[Opening EXTRACTED DATA section]

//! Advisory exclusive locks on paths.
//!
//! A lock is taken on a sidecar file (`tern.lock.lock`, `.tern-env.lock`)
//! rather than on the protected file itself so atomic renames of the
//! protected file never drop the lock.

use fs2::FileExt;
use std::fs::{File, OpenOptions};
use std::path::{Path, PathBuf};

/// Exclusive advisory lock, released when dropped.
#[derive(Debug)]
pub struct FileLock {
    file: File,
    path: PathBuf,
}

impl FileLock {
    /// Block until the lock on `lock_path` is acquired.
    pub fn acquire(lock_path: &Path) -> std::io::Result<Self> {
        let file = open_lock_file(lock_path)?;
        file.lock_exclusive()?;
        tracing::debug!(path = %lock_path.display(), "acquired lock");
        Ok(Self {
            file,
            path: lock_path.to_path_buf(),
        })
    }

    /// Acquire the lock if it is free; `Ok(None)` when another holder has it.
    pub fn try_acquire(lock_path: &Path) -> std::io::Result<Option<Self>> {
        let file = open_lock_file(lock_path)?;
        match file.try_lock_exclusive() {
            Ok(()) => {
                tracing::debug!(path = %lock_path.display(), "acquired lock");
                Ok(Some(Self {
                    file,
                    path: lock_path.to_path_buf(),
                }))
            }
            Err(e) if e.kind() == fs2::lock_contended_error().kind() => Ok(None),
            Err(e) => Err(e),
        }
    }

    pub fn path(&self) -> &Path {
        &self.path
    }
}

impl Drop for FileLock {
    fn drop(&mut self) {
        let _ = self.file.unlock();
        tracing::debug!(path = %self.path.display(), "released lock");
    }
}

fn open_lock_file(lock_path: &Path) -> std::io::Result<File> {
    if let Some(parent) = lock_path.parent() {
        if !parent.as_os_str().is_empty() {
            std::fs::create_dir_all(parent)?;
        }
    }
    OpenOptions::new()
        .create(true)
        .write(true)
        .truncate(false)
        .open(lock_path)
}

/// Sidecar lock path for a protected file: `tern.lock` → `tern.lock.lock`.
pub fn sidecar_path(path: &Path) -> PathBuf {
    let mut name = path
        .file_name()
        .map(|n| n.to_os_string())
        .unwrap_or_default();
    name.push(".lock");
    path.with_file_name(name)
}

[Closing EXTRACTED DATA section]
[Opening EXTRACTED DATA section]

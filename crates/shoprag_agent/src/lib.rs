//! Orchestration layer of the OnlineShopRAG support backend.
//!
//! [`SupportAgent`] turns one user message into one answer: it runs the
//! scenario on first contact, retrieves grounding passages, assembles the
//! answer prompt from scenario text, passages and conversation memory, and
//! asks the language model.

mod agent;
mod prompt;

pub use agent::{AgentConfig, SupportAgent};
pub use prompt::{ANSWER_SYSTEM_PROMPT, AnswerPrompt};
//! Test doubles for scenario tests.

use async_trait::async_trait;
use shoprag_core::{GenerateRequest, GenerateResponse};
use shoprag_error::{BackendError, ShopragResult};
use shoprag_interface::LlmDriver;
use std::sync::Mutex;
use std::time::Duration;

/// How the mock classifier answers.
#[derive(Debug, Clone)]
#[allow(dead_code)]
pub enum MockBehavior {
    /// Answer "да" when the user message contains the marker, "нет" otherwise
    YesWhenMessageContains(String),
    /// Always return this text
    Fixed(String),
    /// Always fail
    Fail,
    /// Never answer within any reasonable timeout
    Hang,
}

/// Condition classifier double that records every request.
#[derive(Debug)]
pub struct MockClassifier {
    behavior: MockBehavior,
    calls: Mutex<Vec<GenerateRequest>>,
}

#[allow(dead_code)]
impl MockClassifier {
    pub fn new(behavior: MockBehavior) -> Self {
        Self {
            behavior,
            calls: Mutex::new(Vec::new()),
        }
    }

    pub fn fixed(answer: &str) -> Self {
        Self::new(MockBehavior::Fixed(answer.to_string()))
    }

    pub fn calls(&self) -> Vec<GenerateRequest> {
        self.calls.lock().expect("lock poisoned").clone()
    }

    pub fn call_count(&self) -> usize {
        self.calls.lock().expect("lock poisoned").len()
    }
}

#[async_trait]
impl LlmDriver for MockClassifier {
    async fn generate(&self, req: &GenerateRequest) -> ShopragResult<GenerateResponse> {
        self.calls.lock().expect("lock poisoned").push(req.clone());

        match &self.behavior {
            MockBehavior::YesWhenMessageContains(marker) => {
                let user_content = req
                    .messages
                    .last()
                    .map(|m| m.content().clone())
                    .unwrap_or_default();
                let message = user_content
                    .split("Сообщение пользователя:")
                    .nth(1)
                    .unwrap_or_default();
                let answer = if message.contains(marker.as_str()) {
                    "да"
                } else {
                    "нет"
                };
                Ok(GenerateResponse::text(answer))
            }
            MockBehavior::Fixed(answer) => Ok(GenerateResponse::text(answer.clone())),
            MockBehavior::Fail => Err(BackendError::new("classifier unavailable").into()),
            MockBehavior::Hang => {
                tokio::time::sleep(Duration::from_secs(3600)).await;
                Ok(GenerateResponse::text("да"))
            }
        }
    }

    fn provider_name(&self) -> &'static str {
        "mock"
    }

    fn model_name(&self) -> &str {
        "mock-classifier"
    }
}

[Closing EXTRACTED DATA section]

#### [EXERCISE OBJECTIVE]
Show all lines in the records above that hold "struct".

#### [EXERCISE RESULT]
pub struct FileLock {
pub struct MockClassifier {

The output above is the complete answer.